Article 26. The Withdrawal of a Company Participant from the Company

  1. A company’s participant shall have the right to withdraw from this company at any time, regardless of the consent of the other participants or of the company itself, if it is provided for by the company’s rules.

The right of a company’s participant to withdraw from the company may be provided for by the company’s rules when it is being established or when making amendments in the rules thereof by the decision of a general meeting of the company’s participants unanimously adopted by all the company’s members, if not otherwise provided for by federal law.
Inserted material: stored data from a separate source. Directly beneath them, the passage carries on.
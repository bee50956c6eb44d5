use clap::Parser;

use ragline_eval::Args;

#[tokio::main]
async fn main() -> color_eyre::Result<()> {
	color_eyre::install()?;

	let args = Args::parse();

	ragline_eval::run(args).await
}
  1. The withdrawal of participants from a company as a result of which there will be no participants therein, as well as the withdrawal of a single company’s participant from it, shall not be allowed.
  2. Abrogated from July 1, 2009

See the text of Item 3 of Article 26

  1. The withdrawal of the company’s participant form this company shall not release him from his duty to the company of depositing his contribution to the company’s assets, which had arisen before he filed his application for the withdrawal from the company.

Article 27. Contributions to a Company’s Assets

  1. A company’s participants shall be obliged to deposit their contributions to the company’s assets by decision of the general meeting of the company’s partners, if this is stipulated by the company’s charter. Such duty of the company’s participant may be provided for by the company’s charter at the time of the establishment of the company or by introducing amendments into the company’s charter by decision of the general meeting of the company’s participants, adopted by all its participants unanimously.
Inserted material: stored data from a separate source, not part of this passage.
mod error;
mod types;

pub use error::{Error, Result};
pub use types::{
	Cache, Concurrency, Config, Context, EmbeddingProviderConfig, LlmProviderConfig, Normalizer,
	ProviderConfig, Providers, Qdrant, Rerank, Retrieval, Service, Storage,
};

use std::{collections::HashMap, fs, ops::RangeInclusive, path::Path};

pub const ANSWER_TTL_SECS: RangeInclusive<u64> = 900..=1_800;
pub const RETRIEVAL_TTL_SECS: RangeInclusive<u64> = 1_800..=3_600;
pub const EMBEDDING_TTL_SECS_MAX: u64 = 30 * 24 * 60 * 60;
pub const RERANK_BATCH_SIZE: RangeInclusive<u32> = 10..=20;

pub fn load(path: &Path) -> Result<Config> {
	let raw = fs::read_to_string(path)
		.map_err(|err| Error::Read { path: path.to_path_buf(), source: err })?;
	let mut cfg: Config =
		toml::from_str(&raw).map_err(|err| Error::Parse { path: path.to_path_buf(), source: err })?;

	normalize(&mut cfg);

	validate(&cfg)?;

	Ok(cfg)
}

pub fn validate(cfg: &Config) -> Result<()> {
	if cfg.service.http_bind.trim().is_empty() {
		return Err(Error::invalid("service.http_bind", "must be non-empty."));
	}
	if cfg.service.request_deadline_ms == 0 {
		return Err(Error::invalid("service.request_deadline_ms", "must be greater than zero."));
	}
	if cfg.providers.embedding.dimensions == 0 {
		return Err(Error::invalid("providers.embedding.dimensions", "must be greater than zero."));
	}
	if cfg.providers.embedding.dimensions != cfg.storage.qdrant.vector_dim {
		return Err(Error::invalid(
			"providers.embedding.dimensions",
			"must match storage.qdrant.vector_dim.",
		));
	}
	if cfg.storage.qdrant.collection.trim().is_empty() {
		return Err(Error::invalid("storage.qdrant.collection", "must be non-empty."));
	}

	validate_retrieval(&cfg.retrieval)?;

	if !RERANK_BATCH_SIZE.contains(&cfg.rerank.batch_size) {
		return Err(Error::invalid(
			"rerank.batch_size",
			format!("must be within {RERANK_BATCH_SIZE:?}."),
		));
	}

	validate_context(&cfg.context)?;
	validate_cache(&cfg.cache)?;

	if cfg.concurrency.max_concurrent_calls_per_collaborator == 0 {
		return Err(Error::invalid(
			"concurrency.max_concurrent_calls_per_collaborator",
			"must be greater than zero.",
		));
	}

	validate_unit_interval("normalizer.off_topic_threshold", cfg.normalizer.off_topic_threshold)?;

	Ok(())
}

fn validate_retrieval(cfg: &Retrieval) -> Result<()> {
	if cfg.vector_top_k == 0 {
		return Err(Error::invalid("retrieval.vector_top_k", "must be greater than zero."));
	}
	if cfg.keyword_top_k == 0 {
		return Err(Error::invalid("retrieval.keyword_top_k", "must be greater than zero."));
	}
	if cfg.fusion_k == 0 {
		return Err(Error::invalid("retrieval.fusion_k", "must be greater than zero."));
	}
	if cfg.rerank_depth == 0 {
		return Err(Error::invalid("retrieval.rerank_depth", "must be greater than zero."));
	}
	if cfg.retry_base_backoff_ms == 0 && cfg.max_retries > 0 {
		return Err(Error::invalid(
			"retrieval.retry_base_backoff_ms",
			"must be greater than zero when retries are enabled.",
		));
	}

	Ok(())
}

fn validate_context(cfg: &Context) -> Result<()> {
	if cfg.top_k == 0 {
		return Err(Error::invalid("context.top_k", "must be greater than zero."));
	}

	validate_unit_interval("context.mmr_lambda", cfg.mmr_lambda)?;
	validate_unit_interval("context.relevance_floor", cfg.relevance_floor)?;

	if !cfg.dedup_similarity_threshold.is_finite()
		|| cfg.dedup_similarity_threshold <= 0.0
		|| cfg.dedup_similarity_threshold > 1.0
	{
		return Err(Error::invalid(
			"context.dedup_similarity_threshold",
			"must be greater than zero and at most one.",
		));
	}

	if let Some(repo) = cfg.tokenizer_repo.as_deref()
		&& repo.trim().is_empty()
	{
		return Err(Error::invalid("context.tokenizer_repo", "must be non-empty when set."));
	}

	Ok(())
}

fn validate_cache(cfg: &Cache) -> Result<()> {
	if !ANSWER_TTL_SECS.contains(&cfg.answer_ttl_secs) {
		return Err(Error::invalid(
			"cache.answer_ttl_secs",
			format!("must be within {ANSWER_TTL_SECS:?}."),
		));
	}
	if !RETRIEVAL_TTL_SECS.contains(&cfg.retrieval_ttl_secs) {
		return Err(Error::invalid(
			"cache.retrieval_ttl_secs",
			format!("must be within {RETRIEVAL_TTL_SECS:?}."),
		));
	}
	if cfg.embedding_ttl_secs == 0 || cfg.embedding_ttl_secs > EMBEDDING_TTL_SECS_MAX {
		return Err(Error::invalid(
			"cache.embedding_ttl_secs",
			format!("must be greater than zero and at most {EMBEDDING_TTL_SECS_MAX}."),
		));
	}
	if cfg.answer_capacity == 0 || cfg.retrieval_capacity == 0 || cfg.embedding_capacity == 0 {
		return Err(Error::invalid("cache", "tier capacities must be greater than zero."));
	}

	Ok(())
}

fn validate_unit_interval(key: &'static str, value: f32) -> Result<()> {
	if !value.is_finite() || !(0.0..=1.0).contains(&value) {
		return Err(Error::invalid(key, "must be a finite number within [0, 1]."));
	}

	Ok(())
}

fn normalize(cfg: &mut Config) {
	normalize_vocabulary(&mut cfg.normalizer.dictionary);
	normalize_vocabulary(&mut cfg.normalizer.departments);
	normalize_vocabulary(&mut cfg.normalizer.regions);

	let synonyms = std::mem::take(&mut cfg.normalizer.synonyms);
	let mut normalized: HashMap<String, Vec<String>> = HashMap::with_capacity(synonyms.len());

	for (key, mut expansions) in synonyms {
		let key = key.trim().to_lowercase();

		if key.is_empty() {
			continue;
		}

		expansions.retain(|term| !term.trim().is_empty());

		normalized.entry(key).or_default().extend(expansions);
	}

	cfg.normalizer.synonyms = normalized;
}

fn normalize_vocabulary(words: &mut Vec<String>) {
	for word in words.iter_mut() {
		*word = word.trim().to_lowercase();
	}

	words.retain(|word| !word.is_empty());
	words.sort();
	words.dedup();
}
A decision by the general meeting of the company’s participants on the deposition of contributions to the company’s property may be adopted by a two-thirds majority of the votes of the participants, unless the company’s charter stipulates a greater number of votes for the adoption of such a decision.

  1. Contributions to the company’s assets shall be made by all the company’s participants in proportion to their shares in the company’s authorized capital, unless the company’s charter stipulates a different procedure for the determination of the size of contributions to the company’s assets.
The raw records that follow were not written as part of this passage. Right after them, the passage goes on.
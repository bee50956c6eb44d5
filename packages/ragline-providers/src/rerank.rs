use serde_json::Value;

use crate::{Error, Result};

/// Scores `docs` against `query` with a Cohere/Jina-style rerank endpoint.
///
/// Scores come back aligned with `docs`. Documents the provider leaves out score zero.
pub async fn rerank(
	cfg: &ragline_config::ProviderConfig,
	query: &str,
	docs: &[String],
) -> Result<Vec<f32>> {
	if docs.is_empty() {
		return Ok(Vec::new());
	}

	let client = crate::http_client(cfg.timeout_ms)?;
	let body = serde_json::json!({
		"model": cfg.model,
		"query": query,
		"documents": docs,
		"top_n": docs.len(),
	});
	let res = client
		.post(crate::endpoint(&cfg.api_base, &cfg.path))
		.headers(crate::auth_headers(&cfg.api_key, &cfg.default_headers)?)
		.json(&body)
		.send()
		.await?;
	let json: Value = res.error_for_status()?.json().await?;

	parse_rerank_response(json, docs.len())
}

fn parse_rerank_response(json: Value, doc_count: usize) -> Result<Vec<f32>> {
	let results = json
		.get("results")
		.or_else(|| json.get("data"))
		.and_then(|v| v.as_array())
		.ok_or_else(|| Error::response("rerank response is missing the results array"))?;
	let mut scores = vec![0.0_f32; doc_count];

	for item in results {
		let index = item
			.get("index")
			.and_then(|v| v.as_u64())
			.ok_or_else(|| Error::response("rerank result is missing its index"))? as usize;
		let score = item
			.get("relevance_score")
			.or_else(|| item.get("score"))
			.and_then(|v| v.as_f64())
			.ok_or_else(|| Error::response("rerank result is missing its score"))? as f32;

		if let Some(slot) = scores.get_mut(index) {
			*slot = score;
		}
	}

	Ok(scores)
}

#[cfg(test)]
mod tests {
	use super::*;

	#[test]
	fn aligns_scores_with_documents() {
		let json = serde_json::json!({
			"results": [
				{ "index": 2, "relevance_score": 0.4 },
				{ "index": 0, "relevance_score": 0.9 },
				{ "index": 7, "relevance_score": 0.8 }
			]
		});
		let scores = parse_rerank_response(json, 3).expect("Failed to parse rerank scores.");

		assert_eq!(scores, vec![0.9, 0.0, 0.4]);
	}

	#[test]
	fn accepts_data_and_score_aliases() {
		let json = serde_json::json!({ "data": [{ "index": 0, "score": 0.5 }] });

		assert_eq!(parse_rerank_response(json, 1).expect("Failed to parse rerank scores."), vec![
			0.5
		]);
	}
}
The company’s charter may provide for a maximum value of contributions to the company’s assets made by all or some participants of the company, and also other limitations on the deposition of contributions to the company’s assets may be provided for. The limitations on the deposition of contributions to the company’s assets, established for a definite partner of the company, shall be invalid in the event of the alienation of his shares or a part of his shares in respect of the acquirer of the state or a part thereof.

Provisions establishing the procedure for determining the size of contributions to the company’s assets disproportionate to the amounts of the s of the company’s participants, and also provision stipulating limitations on the deposition of contributions, may be provided for by the company’s charter at the time of its establishment or by decision of the general meeting of the company’s participants, adopted by all its participants unanimously.

Changes in and the removal of, provisions of the company’s charter, which establish the procedure for determining the amounts of contributions to the company’s assets disproportionate to the size of the shares of the company’s participants, and also limitations on the deposition of contributions to the company’s assets, established for all the company’s participants, shall be realized by decision of the general meeting of the company’s participants, adopted by all its participants unanimously. Changes in, and the removal of, provisions of the company’s charter, which establish the said limitations for a definite participant, shall be realized by decision of the general meeting of the company’s participants, adopted by a two-thirds majority of their votes, provided that the company participant, for whom such limitations were established, has voted for this decision or has given his written consent.

  1. Contributions to the company’s assets shall be made in cash, unless otherwise stipulated by the company’s charter or the decision of the general meeting of its participants.
  2. Contributions to the company’s assets shall not alter the size and nominal value of shares of the company’s participants in the company’s authorized capital.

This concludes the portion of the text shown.